◆ **Problem requirements**: Look over the material for the string "info". Copy every line where it turns up.

◆ **Excerpted data**:
..........

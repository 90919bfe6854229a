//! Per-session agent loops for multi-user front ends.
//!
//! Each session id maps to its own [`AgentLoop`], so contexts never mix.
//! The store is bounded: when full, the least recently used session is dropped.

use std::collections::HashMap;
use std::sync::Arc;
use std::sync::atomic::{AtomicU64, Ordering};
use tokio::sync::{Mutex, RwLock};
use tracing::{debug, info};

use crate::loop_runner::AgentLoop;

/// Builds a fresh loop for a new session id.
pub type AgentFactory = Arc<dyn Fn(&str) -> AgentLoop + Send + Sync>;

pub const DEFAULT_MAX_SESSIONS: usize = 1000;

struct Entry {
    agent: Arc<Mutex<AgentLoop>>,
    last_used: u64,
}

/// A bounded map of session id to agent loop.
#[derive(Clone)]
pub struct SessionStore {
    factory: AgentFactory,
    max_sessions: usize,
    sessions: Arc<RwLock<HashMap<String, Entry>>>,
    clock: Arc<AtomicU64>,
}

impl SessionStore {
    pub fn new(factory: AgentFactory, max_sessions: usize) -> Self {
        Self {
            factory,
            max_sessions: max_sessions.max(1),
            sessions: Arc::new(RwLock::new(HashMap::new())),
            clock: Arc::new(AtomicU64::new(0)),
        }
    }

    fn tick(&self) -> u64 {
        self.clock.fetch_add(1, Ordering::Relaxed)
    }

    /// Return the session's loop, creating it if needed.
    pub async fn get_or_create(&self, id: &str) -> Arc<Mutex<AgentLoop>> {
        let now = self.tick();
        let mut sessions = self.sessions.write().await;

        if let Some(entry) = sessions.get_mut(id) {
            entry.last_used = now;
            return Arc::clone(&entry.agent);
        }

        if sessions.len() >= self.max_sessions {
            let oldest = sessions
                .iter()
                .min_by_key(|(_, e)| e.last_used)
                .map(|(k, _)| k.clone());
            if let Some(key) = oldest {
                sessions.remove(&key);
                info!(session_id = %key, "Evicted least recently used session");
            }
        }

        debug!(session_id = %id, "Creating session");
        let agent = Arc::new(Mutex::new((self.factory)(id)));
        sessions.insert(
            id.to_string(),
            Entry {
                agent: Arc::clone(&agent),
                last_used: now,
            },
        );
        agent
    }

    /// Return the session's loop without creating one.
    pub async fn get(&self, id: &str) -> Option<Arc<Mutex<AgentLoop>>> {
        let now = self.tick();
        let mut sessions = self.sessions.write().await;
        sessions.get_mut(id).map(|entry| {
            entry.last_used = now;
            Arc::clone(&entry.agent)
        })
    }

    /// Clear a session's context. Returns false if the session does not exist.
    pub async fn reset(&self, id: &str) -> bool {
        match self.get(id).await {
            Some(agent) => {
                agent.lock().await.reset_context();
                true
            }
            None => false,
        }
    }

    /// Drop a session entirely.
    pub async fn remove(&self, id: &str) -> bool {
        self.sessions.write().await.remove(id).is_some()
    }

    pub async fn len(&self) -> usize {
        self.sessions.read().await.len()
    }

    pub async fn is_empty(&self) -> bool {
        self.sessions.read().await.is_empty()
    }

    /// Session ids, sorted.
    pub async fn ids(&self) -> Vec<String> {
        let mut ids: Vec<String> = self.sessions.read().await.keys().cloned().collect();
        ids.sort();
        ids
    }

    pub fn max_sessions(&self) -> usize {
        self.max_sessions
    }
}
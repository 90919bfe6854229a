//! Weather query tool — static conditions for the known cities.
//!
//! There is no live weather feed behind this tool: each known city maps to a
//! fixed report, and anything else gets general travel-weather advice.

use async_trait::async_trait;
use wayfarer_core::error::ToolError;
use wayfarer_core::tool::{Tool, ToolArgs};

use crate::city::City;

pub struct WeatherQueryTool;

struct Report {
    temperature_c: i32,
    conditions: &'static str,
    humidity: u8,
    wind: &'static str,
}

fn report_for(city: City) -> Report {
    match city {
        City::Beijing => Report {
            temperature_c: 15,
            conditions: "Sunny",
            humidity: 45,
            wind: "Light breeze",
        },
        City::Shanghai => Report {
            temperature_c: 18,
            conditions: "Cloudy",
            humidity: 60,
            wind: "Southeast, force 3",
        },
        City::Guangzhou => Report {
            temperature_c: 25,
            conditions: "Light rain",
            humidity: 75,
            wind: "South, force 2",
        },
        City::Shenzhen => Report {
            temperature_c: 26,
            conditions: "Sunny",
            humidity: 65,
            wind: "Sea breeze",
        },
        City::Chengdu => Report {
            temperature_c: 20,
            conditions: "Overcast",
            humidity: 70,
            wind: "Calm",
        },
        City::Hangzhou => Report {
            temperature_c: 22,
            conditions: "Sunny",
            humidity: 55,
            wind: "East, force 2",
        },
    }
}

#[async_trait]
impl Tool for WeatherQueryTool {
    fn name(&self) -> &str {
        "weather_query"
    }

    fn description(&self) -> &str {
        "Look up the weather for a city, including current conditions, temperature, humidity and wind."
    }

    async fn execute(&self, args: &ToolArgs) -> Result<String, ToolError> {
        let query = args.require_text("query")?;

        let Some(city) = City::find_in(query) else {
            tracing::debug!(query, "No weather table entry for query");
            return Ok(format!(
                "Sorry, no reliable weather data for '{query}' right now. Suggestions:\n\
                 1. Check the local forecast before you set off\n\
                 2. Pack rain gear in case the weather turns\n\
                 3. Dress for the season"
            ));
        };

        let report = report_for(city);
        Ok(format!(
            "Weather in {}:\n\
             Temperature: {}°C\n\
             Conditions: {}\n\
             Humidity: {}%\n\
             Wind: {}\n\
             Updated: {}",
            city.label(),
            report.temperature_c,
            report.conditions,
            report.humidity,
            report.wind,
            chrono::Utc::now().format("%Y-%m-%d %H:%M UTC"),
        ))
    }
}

..........

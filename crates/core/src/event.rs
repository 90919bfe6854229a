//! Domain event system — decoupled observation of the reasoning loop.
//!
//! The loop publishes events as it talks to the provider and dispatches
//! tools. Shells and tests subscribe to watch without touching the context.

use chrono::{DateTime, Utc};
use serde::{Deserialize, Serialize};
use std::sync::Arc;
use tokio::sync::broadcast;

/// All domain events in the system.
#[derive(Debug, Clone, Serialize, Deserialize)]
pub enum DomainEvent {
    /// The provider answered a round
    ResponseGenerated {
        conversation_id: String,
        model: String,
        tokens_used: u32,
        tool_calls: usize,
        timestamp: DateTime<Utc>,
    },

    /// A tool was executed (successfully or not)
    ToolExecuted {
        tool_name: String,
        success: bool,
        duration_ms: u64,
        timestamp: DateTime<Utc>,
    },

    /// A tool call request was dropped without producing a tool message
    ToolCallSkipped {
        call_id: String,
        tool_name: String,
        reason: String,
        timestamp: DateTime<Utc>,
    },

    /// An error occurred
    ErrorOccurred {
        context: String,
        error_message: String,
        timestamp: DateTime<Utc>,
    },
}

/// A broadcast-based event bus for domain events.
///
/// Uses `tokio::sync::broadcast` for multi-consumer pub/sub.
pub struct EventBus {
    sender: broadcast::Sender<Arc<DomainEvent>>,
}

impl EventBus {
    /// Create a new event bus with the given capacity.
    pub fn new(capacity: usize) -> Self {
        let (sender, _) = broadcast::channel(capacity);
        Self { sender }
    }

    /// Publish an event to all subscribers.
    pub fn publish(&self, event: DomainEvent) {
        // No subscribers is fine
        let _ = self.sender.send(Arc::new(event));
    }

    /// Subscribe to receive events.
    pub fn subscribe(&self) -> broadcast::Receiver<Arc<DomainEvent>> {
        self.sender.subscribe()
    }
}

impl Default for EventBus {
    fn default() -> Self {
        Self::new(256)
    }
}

..........

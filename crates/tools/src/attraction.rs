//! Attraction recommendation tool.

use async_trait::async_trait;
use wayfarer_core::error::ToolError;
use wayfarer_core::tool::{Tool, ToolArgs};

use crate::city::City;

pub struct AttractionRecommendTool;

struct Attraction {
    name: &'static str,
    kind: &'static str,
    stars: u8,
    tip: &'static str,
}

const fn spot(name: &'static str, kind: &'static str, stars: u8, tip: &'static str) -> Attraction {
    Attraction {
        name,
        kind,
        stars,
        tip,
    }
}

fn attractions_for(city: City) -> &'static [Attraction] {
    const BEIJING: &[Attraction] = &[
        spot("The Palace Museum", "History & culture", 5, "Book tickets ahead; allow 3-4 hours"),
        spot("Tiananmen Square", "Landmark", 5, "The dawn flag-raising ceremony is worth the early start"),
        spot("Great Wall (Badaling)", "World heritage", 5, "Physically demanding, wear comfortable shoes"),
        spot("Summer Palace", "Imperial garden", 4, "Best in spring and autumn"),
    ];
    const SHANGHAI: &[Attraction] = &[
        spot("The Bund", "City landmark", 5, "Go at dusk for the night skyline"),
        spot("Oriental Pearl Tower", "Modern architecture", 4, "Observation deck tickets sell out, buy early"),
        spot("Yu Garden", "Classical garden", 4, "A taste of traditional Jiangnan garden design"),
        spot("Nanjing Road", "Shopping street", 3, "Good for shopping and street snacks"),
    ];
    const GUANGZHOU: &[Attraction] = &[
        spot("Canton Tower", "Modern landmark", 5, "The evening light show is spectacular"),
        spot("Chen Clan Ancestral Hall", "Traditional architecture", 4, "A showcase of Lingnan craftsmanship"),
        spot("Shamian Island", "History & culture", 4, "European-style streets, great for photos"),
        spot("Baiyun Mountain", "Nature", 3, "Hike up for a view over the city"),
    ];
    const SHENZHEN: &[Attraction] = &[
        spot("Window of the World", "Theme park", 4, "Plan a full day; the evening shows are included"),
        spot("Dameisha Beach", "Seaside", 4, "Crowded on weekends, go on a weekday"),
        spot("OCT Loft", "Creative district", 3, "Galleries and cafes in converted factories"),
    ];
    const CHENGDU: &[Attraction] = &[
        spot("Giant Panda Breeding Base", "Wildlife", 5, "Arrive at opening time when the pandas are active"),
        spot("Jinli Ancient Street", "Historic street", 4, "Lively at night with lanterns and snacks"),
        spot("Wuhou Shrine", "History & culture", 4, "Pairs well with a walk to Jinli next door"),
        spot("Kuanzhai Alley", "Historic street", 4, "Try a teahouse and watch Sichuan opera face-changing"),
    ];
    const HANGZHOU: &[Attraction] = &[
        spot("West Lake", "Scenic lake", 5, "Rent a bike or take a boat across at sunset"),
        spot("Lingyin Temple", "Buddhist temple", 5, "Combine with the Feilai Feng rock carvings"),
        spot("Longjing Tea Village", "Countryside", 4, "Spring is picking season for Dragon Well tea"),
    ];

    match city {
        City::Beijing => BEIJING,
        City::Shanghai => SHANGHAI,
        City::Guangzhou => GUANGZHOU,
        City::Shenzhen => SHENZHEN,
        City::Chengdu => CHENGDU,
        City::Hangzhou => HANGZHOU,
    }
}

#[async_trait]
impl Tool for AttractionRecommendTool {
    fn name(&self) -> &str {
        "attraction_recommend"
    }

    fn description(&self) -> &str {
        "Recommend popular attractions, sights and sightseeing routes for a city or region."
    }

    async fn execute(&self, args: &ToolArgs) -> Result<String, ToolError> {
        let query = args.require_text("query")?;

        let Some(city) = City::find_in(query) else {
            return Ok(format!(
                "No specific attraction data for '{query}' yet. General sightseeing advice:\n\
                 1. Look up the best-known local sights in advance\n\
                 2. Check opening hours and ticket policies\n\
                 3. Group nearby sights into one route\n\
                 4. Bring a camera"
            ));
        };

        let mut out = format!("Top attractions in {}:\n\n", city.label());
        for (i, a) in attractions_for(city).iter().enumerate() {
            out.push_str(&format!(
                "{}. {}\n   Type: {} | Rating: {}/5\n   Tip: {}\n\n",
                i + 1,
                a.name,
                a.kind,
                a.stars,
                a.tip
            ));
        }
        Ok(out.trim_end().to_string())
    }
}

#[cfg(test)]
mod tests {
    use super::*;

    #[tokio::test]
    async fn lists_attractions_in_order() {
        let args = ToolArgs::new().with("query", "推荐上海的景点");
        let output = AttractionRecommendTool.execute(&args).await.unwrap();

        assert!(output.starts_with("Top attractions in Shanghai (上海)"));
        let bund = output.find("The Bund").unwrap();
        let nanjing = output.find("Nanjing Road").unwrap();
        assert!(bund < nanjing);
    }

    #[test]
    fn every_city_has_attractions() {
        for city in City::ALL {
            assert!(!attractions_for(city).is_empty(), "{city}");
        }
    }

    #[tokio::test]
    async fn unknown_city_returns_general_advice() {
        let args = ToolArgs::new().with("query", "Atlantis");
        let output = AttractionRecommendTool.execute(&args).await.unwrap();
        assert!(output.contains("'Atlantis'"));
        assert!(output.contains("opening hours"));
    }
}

..........

◆ **Written response**:
use tracing::{debug, info};
                info!(session_id = %key, "Evicted least recently used session");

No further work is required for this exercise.